## Your instructions:
Include in the output the line containing "assert_eq!(results.len(), 2);" and each subsequent line of the records, through the end, transcribed exactly. Add nothing else.

## Recorded data:
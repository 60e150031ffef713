use crate::crypto::token::is_well_formed_session_id;
use crate::error::{AppError, Result};

/// Validates a session identifier taken from a request path.
///
/// # Arguments
///
/// * `session_id` - The identifier to validate.
///
/// # Returns
///
/// A `Result<()>` indicating whether the identifier is valid.
pub fn validate_session_id(session_id: &str) -> Result<()> {
    if session_id.is_empty() {
        return Err(AppError::Validation(
            "Session id cannot be empty".to_string(),
        ));
    }

    if !is_well_formed_session_id(session_id) {
        return Err(AppError::Validation(
            "Session id is malformed".to_string(),
        ));
    }

    Ok(())
}
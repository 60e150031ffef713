pub mod clock;
pub mod config;
pub mod db;
pub mod error;
pub mod routes;
pub mod state;

pub mod crypto {
    pub mod cipher;
    pub mod token;
}

pub mod session {
    pub mod container;
    pub mod expiring;
    pub mod identity;
    pub mod notice;
    pub mod redis_store;
    pub mod store;
}

pub mod models {
    pub mod session_record;
}

pub mod repositories {
    pub mod memory;
    pub mod session_record;
}

pub mod services {
    pub mod activity;
    pub mod admission;
    pub mod enricher;
    pub mod geoip;
    pub mod sessions;
    pub mod user_agent;
}

pub mod handlers {
    pub mod sessions;
}

pub mod middleware_layer {
    pub mod activity;
    pub mod admission;
    pub mod session;
}

pub mod validation {
    pub mod session;
}
use aes_gcm::{
    aead::{Aead, KeyInit, OsRng},
    Aes256Gcm, Nonce,
};
use aes_gcm::aead::rand_core::RngCore;
use base64::{Engine as _, engine::general_purpose};
use thiserror::Error;
use zeroize::{Zeroize, ZeroizeOnDrop};

/// The size of the AES-256 key in bytes.
pub const KEY_SIZE: usize = 32;
/// The size of the AES-GCM nonce in bytes.
pub const NONCE_SIZE: usize = 12;
/// The size of the AES-GCM authentication tag in bytes.
const TAG_SIZE: usize = 16;

/// Errors raised by [`CryptoBox`].
#[derive(Error, Debug, Clone, PartialEq, Eq)]
pub enum CryptoError {
    /// The token was tampered with, truncated, or sealed under another key.
    #[error("invalid token")]
    InvalidToken,

    /// The supplied key material has the wrong length.
    #[error("invalid key: expected 32 bytes, got {0}")]
    InvalidKey(usize),

    /// The cipher refused to seal the plaintext.
    #[error("encryption failed: {0}")]
    Encryption(String),
}

/// A secure key wrapper that ensures the key is zeroized on drop.
#[derive(Zeroize, ZeroizeOnDrop)]
struct SecureKey([u8; KEY_SIZE]);

/// Symmetric authenticated encryption for session values.
///
/// Tokens are URL-safe base64 (no padding) of `nonce || ciphertext || tag`,
/// so they can be stored as plain strings inside a session container.
pub struct CryptoBox {
    key: SecureKey,
}

impl CryptoBox {
    /// Creates a new `CryptoBox` from a 32-byte key.
    pub fn new(key: [u8; KEY_SIZE]) -> Self {
        Self { key: SecureKey(key) }
    }

    /// Creates a new `CryptoBox` from a key slice, rejecting wrong sizes.
    pub fn from_slice(key: &[u8]) -> Result<Self, CryptoError> {
        let key: [u8; KEY_SIZE] = key
            .try_into()
            .map_err(|_| CryptoError::InvalidKey(key.len()))?;
        Ok(Self::new(key))
    }

    /// Creates a `CryptoBox` with a freshly generated random key.
    pub fn generate() -> Self {
        let mut key = [0u8; KEY_SIZE];
        OsRng.fill_bytes(&mut key);
        Self::new(key)
    }

    /// Encrypts `plaintext` under a fresh random nonce.
    ///
    /// # Returns
    ///
    /// The encoded token.
    pub fn encrypt(&self, plaintext: &[u8]) -> Result<String, CryptoError> {
        let cipher = Aes256Gcm::new((&self.key.0).into());

        let mut nonce_bytes = [0u8; NONCE_SIZE];
        OsRng.fill_bytes(&mut nonce_bytes);
        let nonce = Nonce::from_slice(&nonce_bytes);

        let ciphertext = cipher
            .encrypt(nonce, plaintext)
            .map_err(|e| CryptoError::Encryption(e.to_string()))?;

        let mut sealed = Vec::with_capacity(NONCE_SIZE + ciphertext.len());
        sealed.extend_from_slice(&nonce_bytes);
        sealed.extend_from_slice(&ciphertext);

        Ok(general_purpose::URL_SAFE_NO_PAD.encode(sealed))
    }

    /// Decrypts a token produced by [`CryptoBox::encrypt`].
    ///
    /// Any malformed, truncated, tampered or foreign token fails with
    /// [`CryptoError::InvalidToken`].
    pub fn decrypt(&self, token: &str) -> Result<Vec<u8>, CryptoError> {
        let sealed = general_purpose::URL_SAFE_NO_PAD
            .decode(token)
            .map_err(|_| CryptoError::InvalidToken)?;

        if sealed.len() < NONCE_SIZE + TAG_SIZE {
            return Err(CryptoError::InvalidToken);
        }

        let (nonce_bytes, ciphertext) = sealed.split_at(NONCE_SIZE);
        let cipher = Aes256Gcm::new((&self.key.0).into());

        cipher
            .decrypt(Nonce::from_slice(nonce_bytes), ciphertext)
            .map_err(|_| CryptoError::InvalidToken)
    }
}

impl std::fmt::Debug for CryptoBox {
    fn fmt(&self, f: &mut std::fmt::Formatter<'_>) -> std::fmt::Result {
        f.debug_struct("CryptoBox").finish_non_exhaustive()
    }
}
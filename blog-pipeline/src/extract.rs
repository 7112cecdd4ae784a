//! Document-extraction boundary. Real PDF/image extraction backends
//! live behind this trait; the pipeline only requires that extraction
//! is tolerant and yields an empty string on failure.

use std::path::Path;

use async_trait::async_trait;
use tracing::warn;

#[async_trait]
pub trait DocumentExtractor: Send + Sync {
    /// Extract text from a file. Never errors; unreadable or
    /// unsupported files yield an empty string.
    async fn extract_text(&self, path: &Path) -> String;
}

/// Reads plain-text files. Binary or unreadable files yield empty.
pub struct PlainTextExtractor;

#[async_trait]
impl DocumentExtractor for PlainTextExtractor {
    async fn extract_text(&self, path: &Path) -> String {
        match tokio::fs::read_to_string(path).await {
            Ok(text) => text,
            Err(e) => {
                warn!(path = %path.display(), error = %e, "document extraction failed");
                String::new()
            }
        }
    }
}
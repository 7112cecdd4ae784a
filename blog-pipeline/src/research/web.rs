//! Web search through a Perplexity-style answer API. Without an API
//! key the fetcher degrades to empty results.

use async_trait::async_trait;
use serde::Deserialize;
use serde_json::json;
use tracing::warn;

use crate::state::ResearchResult;
use crate::util::clip;

use super::{SourceFetcher, sources};

const API_URL: &str = "https://api.perplexity.ai/chat/completions";

pub struct WebFetcher {
    client: reqwest::Client,
    api_key: Option<String>,
}

#[derive(Deserialize)]
struct SearchResponse {
    choices: Vec<SearchChoice>,
}

#[derive(Deserialize)]
struct SearchChoice {
    message: SearchMessage,
}

#[derive(Deserialize)]
struct SearchMessage {
    #[serde(default)]
    content: String,
}

impl WebFetcher {
    pub fn new(api_key: Option<String>) -> Self {
        Self {
            client: reqwest::Client::new(),
            api_key,
        }
    }
}

#[async_trait]
impl SourceFetcher for WebFetcher {
    fn name(&self) -> &'static str {
        sources::WEB
    }

    async fn fetch(&self, query: &str) -> Vec<ResearchResult> {
        let Some(api_key) = &self.api_key else {
            return Vec::new();
        };

        let payload = json!({
            "model": "sonar",
            "messages": [
                {
                    "role": "system",
                    "content": "You are a research assistant. Provide accurate, recent information with sources. Focus on technical and programming topics."
                },
                {
                    "role": "user",
                    "content": format!(
                        "Search for: {query}. Provide 3-5 key findings with sources from the last 2 years. List each finding as a bullet and include URLs."
                    )
                }
            ],
            "max_tokens": 1000,
        });

        let response = match self
            .client
            .post(API_URL)
            .bearer_auth(api_key)
            .json(&payload)
            .send()
            .await
        {
            Ok(response) if response.status().is_success() => response,
            Ok(response) => {
                warn!(status = %response.status(), "web search returned an error status");
                return Vec::new();
            }
            Err(e) => {
                warn!(error = %e, "web search request failed");
                return Vec::new();
            }
        };

        let body: SearchResponse = match response.json().await {
            Ok(body) => body,
            Err(e) => {
                warn!(error = %e, "web search response unparseable");
                return Vec::new();
            }
        };

        let content = body
            .choices
            .into_iter()
            .next()
            .map(|c| c.message.content)
            .unwrap_or_default();
        parse_findings(&content)
    }
}

/// Turn a bulleted answer into structured results, one per bullet,
/// lifting the first URL found in each line.
fn parse_findings(content: &str) -> Vec<ResearchResult> {
    let mut results = Vec::new();

    for line in content.lines() {
        let line = line.trim();
        let text = line
            .strip_prefix("- ")
            .or_else(|| line.strip_prefix("* "))
            .or_else(|| line.strip_prefix("• "));
        let Some(text) = text else { continue };
        if text.is_empty() {
            continue;
        }

        let url = extract_url(text);
        results.push(ResearchResult {
            title: clip(text, 80).trim_end().to_string(),
            url,
            content: text.to_string(),
            summary: None,
            metadata: Default::default(),
        });
    }

    results
}

fn extract_url(text: &str) -> Option<String> {
    let start = text.find("http")?;
    let tail = &text[start..];
    let end = tail
        .find(|c: char| c.is_whitespace() || matches!(c, ')' | ']' | '>' | '"'))
        .unwrap_or(tail.len());
    let url = tail[..end].trim_end_matches(['.', ',', ';']);
    (!url.is_empty()).then(|| url.to_string())
}

#[cfg(test)]
mod tests {
    use super::*;

    #[test]
    fn bullets_become_results_with_urls() {
        let content = "Key findings:\n\
                       - Rust adoption grew 40% (https://example.com/report).\n\
                       * Async ecosystems matured, see https://example.com/async\n\
                       not a bullet line";
        let results = parse_findings(content);
        assert_eq!(results.len(), 2);
        assert_eq!(
            results[0].url.as_deref(),
            Some("https://example.com/report")
        );
        assert_eq!(results[1].url.as_deref(), Some("https://example.com/async"));
    }

    #[tokio::test]
    async fn missing_key_yields_no_results() {
        let fetcher = WebFetcher::new(None);
        assert!(fetcher.fetch("anything").await.is_empty());
    }
}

## Result for this exercise:
        assert_eq!(results.len(), 2);
        assert_eq!(
            results[0].url.as_deref(),
            Some("https://example.com/report")
        );
        assert_eq!(results[1].url.as_deref(), Some("https://example.com/async"));
    }

    #[tokio::test]
    async fn missing_key_yields_no_results() {
        let fetcher = WebFetcher::new(None);
        assert!(fetcher.fetch("anything").await.is_empty());
    }
}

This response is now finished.